(Stored items)
□ □ □
use std::{
    cell::{Cell, RefCell},
    path::PathBuf,
};

use crate::{
    config::Config,
    environment::{ACCOUNT_KEY_VAR, Environment},
    error::BootstrapError,
    log::{AppenderGuard, ConsoleAppenderConfig, FileAppenderConfig, LoggingConfig},
    module::Module,
    monitoring::{MonitoringAgent, MonitoringConfig, MonitoringError, MonitoringFailurePolicy},
    server::ServerModule,
};
use di::{Ref, ServiceCollection, ServiceProvider, singleton_as_self};
use tracing::Level;
use tracing_appender::non_blocking::{NonBlocking, WorkerGuard};
use tracing_rolling_file::RollingFileAppenderBase;
use tracing_subscriber::{
    EnvFilter, Layer, Registry, filter::Targets, fmt::writer::MakeWriterExt,
    layer::SubscriberExt, util::SubscriberInitExt,
};
use typed_builder::TypedBuilder;

type BoxedLayer = Box<dyn Layer<Registry> + Send + Sync>;

/// Bootstrap is the entry point of the application.
///
/// It loads the configuration, initializes logging, activates the monitoring agent when
/// `NODETIME_ACCOUNT_KEY` holds a non-empty value, and finally boots the server exactly
/// once.
///
/// # Example
/// ```
/// use kindle_bootstrap::{Bootstrap, Environment, NoopAgent};
///
/// let bootstrap = Bootstrap::builder().initialize_logging(false).build();
/// let env: Environment = [("NODETIME_ACCOUNT_KEY", "abc123")].into_iter().collect();
/// let server = || -> anyhow::Result<()> { Ok(()) };
/// bootstrap.run(&env, &NoopAgent, &server).unwrap();
/// ```
#[derive(TypedBuilder)]
pub struct Bootstrap {
    /// Whether need to initialize logging.
    #[builder(default = true)]
    initialize_logging: bool,
    /// Whether need to print config.
    #[builder(default = false)]
    show_config: bool,

    /// Prefix of environment variables to override config values.
    #[builder(default = Some("KINDLE".to_string()))]
    env_config_prefix: Option<String>,
    /// Separator of environment variables to override config values.
    #[builder(default = "__".to_string())]
    env_config_split: String,
    /// Folder holding `config.toml`, the default folder when unset.
    #[builder(default, setter(strip_option))]
    config_folder: Option<PathBuf>,

    /// Overrides `monitoring.failure_policy`.
    #[builder(default, setter(strip_option))]
    failure_policy: Option<MonitoringFailurePolicy>,

    /// a collection of modules
    #[builder(default = vec![])]
    modules: Vec<Box<dyn Module>>,

    #[builder(default = RefCell::new(BootstrapBaseModule::default()), setter(skip))]
    base_modules: RefCell<BootstrapBaseModule>,
    #[builder(default, setter(skip))]
    initialized: Cell<bool>,
    #[builder(default, setter(skip))]
    monitoring_attempted: Cell<bool>,
}

impl Bootstrap {
    pub fn initialize(&self) -> Result<(), BootstrapError> {
        // first we try to initialize config
        self.initialize_config()?;
        // then we try to initialize logging by logger config
        self.initialize_logging()?;
        if self.show_config {
            // after logging initialized, we show config if needed
            self.show_config()?;
        }
        self.initialized.set(true);
        Ok(())
    }

    pub fn initialize_config(&self) -> Result<(), BootstrapError> {
        let env_config_prefix: Option<&str> = self.env_config_prefix.as_deref();
        let env_config_split: &str = self.env_config_split.as_str();
        let config = match &self.config_folder {
            Some(folder) => Config::from_folder(folder, env_config_prefix, env_config_split),
            None => Config::load(env_config_prefix, env_config_split),
        }
        .map_err(BootstrapError::ConfigLoadError)?;

        let _ = self.base_modules.borrow_mut().config.insert(Ref::new(config));
        Ok(())
    }

    pub fn initialize_logging(&self) -> Result<(), BootstrapError> {
        if self.initialize_logging {
            self.initialize_logging_config()?;
            self.initialize_logging_loggers()?;
        }
        Ok(())
    }

    fn initialize_logging_config(&self) -> Result<(), BootstrapError> {
        let config: Option<Ref<Config>> = self.base_modules.borrow().config.clone();
        let Some(config) = config else {
            return Err(BootstrapError::InvalidConfigValueError(
                "config must be loaded before logging".to_string(),
            ));
        };
        let logging_config = Ref::new(LoggingConfig::new(&config)?);
        {
            // limit the scope of borrow_mut
            let mut base_modules = self.base_modules.borrow_mut();
            let _ = base_modules.logging_config.insert(logging_config);
        }
        Ok(())
    }

    fn initialize_logging_loggers(&self) -> Result<(), BootstrapError> {
        let logging_config: Option<Ref<LoggingConfig>> =
            self.base_modules.borrow().logging_config.clone();
        let Some(logging_config) = logging_config else {
            return Err(BootstrapError::InvalidConfigValueError(
                "logging config is not loaded".to_string(),
            ));
        };
        let targets = Self::logging_targets(&logging_config);
        let mut layers: Vec<BoxedLayer> = Vec::new();
        let mut writer_guards = Vec::new();

        let file_config = logging_config.file_appender_config();
        if file_config.enable() {
            let (writer, level, guard) = self.initialize_logging_file_tracing(file_config)?;
            let layer = tracing_subscriber::fmt::layer()
                .with_ansi(false)
                .with_writer(writer.with_max_level(level))
                .with_filter(targets.clone())
                .boxed();
            layers.push(layer);
            writer_guards.push(guard);
        }
        let console_config = logging_config.console_appender_config();
        if console_config.enable() {
            let (writer, level, guard) =
                self.initialize_logging_console_tracing(console_config)?;
            let layer = tracing_subscriber::fmt::layer().with_writer(writer.with_max_level(level));
            // RUST_LOG wins over the configured levels on the console
            let layer = match EnvFilter::try_from_default_env() {
                Ok(env_filter) => layer.with_filter(env_filter).boxed(),
                Err(_) => layer.with_filter(targets.clone()).boxed(),
            };
            layers.push(layer);
            writer_guards.push(guard);
        }
        // save guards to keep the writers active
        {
            // limit the scope of borrow_mut
            let mut base_modules = self.base_modules.borrow_mut();
            let logger = AppenderGuard::new(writer_guards);
            let _ = base_modules.logger.insert(Ref::new(logger));
        }
        tracing_subscriber::registry()
            .with(layers)
            .try_init()
            .map_err(|e| BootstrapError::TracingSubscriberInitError(Box::new(e)))?;

        Ok(())
    }

    fn logging_targets(logging_config: &LoggingConfig) -> Targets {
        let default = Targets::new().with_default(logging_config.level().as_tracing_level_filter());
        logging_config
            .loggers()
            .iter()
            .fold(default, |acc, logger| {
                acc.with_target(logger.target(), logger.level().as_tracing_level_filter())
            })
    }

    fn initialize_logging_console_tracing(
        &self,
        appender_config: &ConsoleAppenderConfig,
    ) -> Result<(NonBlocking, Level, WorkerGuard), BootstrapError> {
        // get write level from appender config
        let Some(level) = appender_config.write_level().as_tracing_level() else {
            return Err(BootstrapError::InvalidConfigValueError(format!(
                "logging.console.write_level={:?}",
                appender_config.write_level()
            )));
        };
        let (writer, guard) = tracing_appender::non_blocking(std::io::stdout());
        Ok((writer, level, guard))
    }

    fn initialize_logging_file_tracing(
        &self,
        appender_config: &FileAppenderConfig,
    ) -> Result<(NonBlocking, Level, WorkerGuard), BootstrapError> {
        // get write level from appender config
        let Some(level) = appender_config.write_level().as_tracing_level() else {
            return Err(BootstrapError::InvalidConfigValueError(format!(
                "logging.file.write_level={:?}",
                appender_config.write_level()
            )));
        };
        let path = appender_config.file_path();
        if let Some(parent) = path.parent().filter(|p| !p.as_os_str().is_empty()) {
            std::fs::create_dir_all(parent)
                .map_err(|e| BootstrapError::LogFileCreationError(Box::new(e)))?;
        }
        let file_appender = RollingFileAppenderBase::builder()
            .filename(path.to_string_lossy().into_owned())
            .max_filecount(appender_config.file_max_count())
            .condition_max_file_size(appender_config.file_max_size())
            .condition_daily()
            .build()
            .map_err(|e| BootstrapError::LogFileCreationError(e.into()))?;
        let (writer, guard) = tracing_appender::non_blocking(file_appender);
        Ok((writer, level, guard))
    }

    pub fn show_config(&self) -> Result<(), BootstrapError> {
        if let Some(config) = &self.base_modules.borrow().config {
            let properties = config
                .to_properties()
                .map_err(BootstrapError::ConfigShowError)?;
            for line in properties.to_lines() {
                tracing::info!("load config {}", line);
            }
        }
        Ok(())
    }

    /// Initializes `agent` when the environment carries a non-empty account key.
    ///
    /// Returns whether the agent is now initialized. The agent is attempted at most once
    /// per `Bootstrap`; later calls return `false` without touching it. The `monitoring`
    /// section is only read once a key is present. An invalid section and a failing agent
    /// are both handled according to the configured [`MonitoringFailurePolicy`].
    pub fn activate_monitoring(
        &self,
        env: &Environment,
        agent: &dyn MonitoringAgent,
    ) -> Result<bool, BootstrapError> {
        let Some(account_key) = env.account_key() else {
            tracing::debug!("{} is not set, monitoring disabled", ACCOUNT_KEY_VAR);
            return Ok(false);
        };
        if self.monitoring_attempted.replace(true) {
            tracing::warn!("monitoring agent was already activated, skipping");
            return Ok(false);
        }
        let (policy, monitoring) = self.monitoring_settings();
        let initialized = monitoring
            .and_then(|monitoring| agent.initialize(&monitoring.agent_config(account_key)));

        match initialized {
            Ok(()) => {
                tracing::info!("monitoring agent initialized");
                Ok(true)
            }
            Err(e) => match policy {
                MonitoringFailurePolicy::Continue => {
                    tracing::warn!(error = %e, "monitoring agent failed, continuing without it");
                    Ok(false)
                }
                MonitoringFailurePolicy::Abort => {
                    tracing::error!(error = %e, "monitoring agent failed, aborting startup");
                    Err(BootstrapError::MonitoringError(e))
                }
            },
        }
    }

    /// Runs the startup sequence: initialize, activate monitoring, boot the server.
    ///
    /// `server` is booted exactly once unless initialization fails or the monitoring
    /// policy is [`MonitoringFailurePolicy::Abort`] and the agent fails. An agent that was
    /// initialized here is shut down after the server returns, whether it succeeded or not.
    pub fn run(
        &self,
        env: &Environment,
        agent: &dyn MonitoringAgent,
        server: &dyn ServerModule,
    ) -> Result<(), BootstrapError> {
        if !self.initialized.get() {
            self.initialize()?;
        }
        let monitored = self.activate_monitoring(env, agent)?;

        tracing::info!(monitored, "booting server");
        let booted = server.boot_server();
        if monitored {
            agent.shutdown();
        }
        match booted {
            Ok(()) => {
                tracing::info!("server stopped");
                Ok(())
            }
            Err(e) => Err(BootstrapError::ServerBootError(e)),
        }
    }

    /// Builds the service provider from the base services and every registered module.
    pub fn service_provider(&self) -> Result<ServiceProvider, BootstrapError> {
        let base_modules = self.base_modules.borrow();
        let Some(config) = base_modules.config.clone() else {
            return Err(BootstrapError::ServiceProviderError(
                "config must be loaded before building services".to_string(),
            ));
        };
        let mut services = ServiceCollection::new();
        base_modules.configure(&config, &mut services)?;
        for module in &self.modules {
            module.configure(&config, &mut services)?;
        }
        services
            .build_provider()
            .map_err(|e| BootstrapError::ServiceProviderError(e.to_string()))
    }

    /// Resolves the `monitoring` section and the failure policy that applies to it.
    ///
    /// When the section is invalid the policy comes from the builder override, then from
    /// `monitoring.failure_policy` alone, then the default.
    fn monitoring_settings(
        &self,
    ) -> (MonitoringFailurePolicy, Result<MonitoringConfig, MonitoringError>) {
        let config: Option<Ref<Config>> = self.base_modules.borrow().config.clone();
        let Some(config) = config else {
            let monitoring = MonitoringConfig::default();
            let policy = self.failure_policy.unwrap_or(monitoring.failure_policy());
            return (policy, Ok(monitoring));
        };
        match config.get::<MonitoringConfig>() {
            Ok(monitoring) => {
                let policy = self.failure_policy.unwrap_or(monitoring.failure_policy());
                (policy, Ok(monitoring))
            }
            Err(e) => {
                let policy = self
                    .failure_policy
                    .or_else(|| config.get_value("monitoring.failure_policy").ok())
                    .unwrap_or_default();
                (policy, Err(MonitoringError::InvalidConfig(e)))
            }
        }
    }
}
□ □ □
Copy the lines above exactly. Start with the line containing "let _ = base_modules.logging_config.insert(logging_config);", end with the line containing "guard) = self.initialize_logging_file_tracing(file_config)?;", and include both.

            let _ = base_modules.logging_config.insert(logging_config);
        }
        Ok(())
    }

    fn initialize_logging_loggers(&self) -> Result<(), BootstrapError> {
        let logging_config: Option<Ref<LoggingConfig>> =
            self.base_modules.borrow().logging_config.clone();
        let Some(logging_config) = logging_config else {
            return Err(BootstrapError::InvalidConfigValueError(
                "logging config is not loaded".to_string(),
            ));
        };
        let targets = Self::logging_targets(&logging_config);
        let mut layers: Vec<BoxedLayer> = Vec::new();
        let mut writer_guards = Vec::new();

        let file_config = logging_config.file_appender_config();
        if file_config.enable() {
            let (writer, level, guard) = self.initialize_logging_file_tracing(file_config)?;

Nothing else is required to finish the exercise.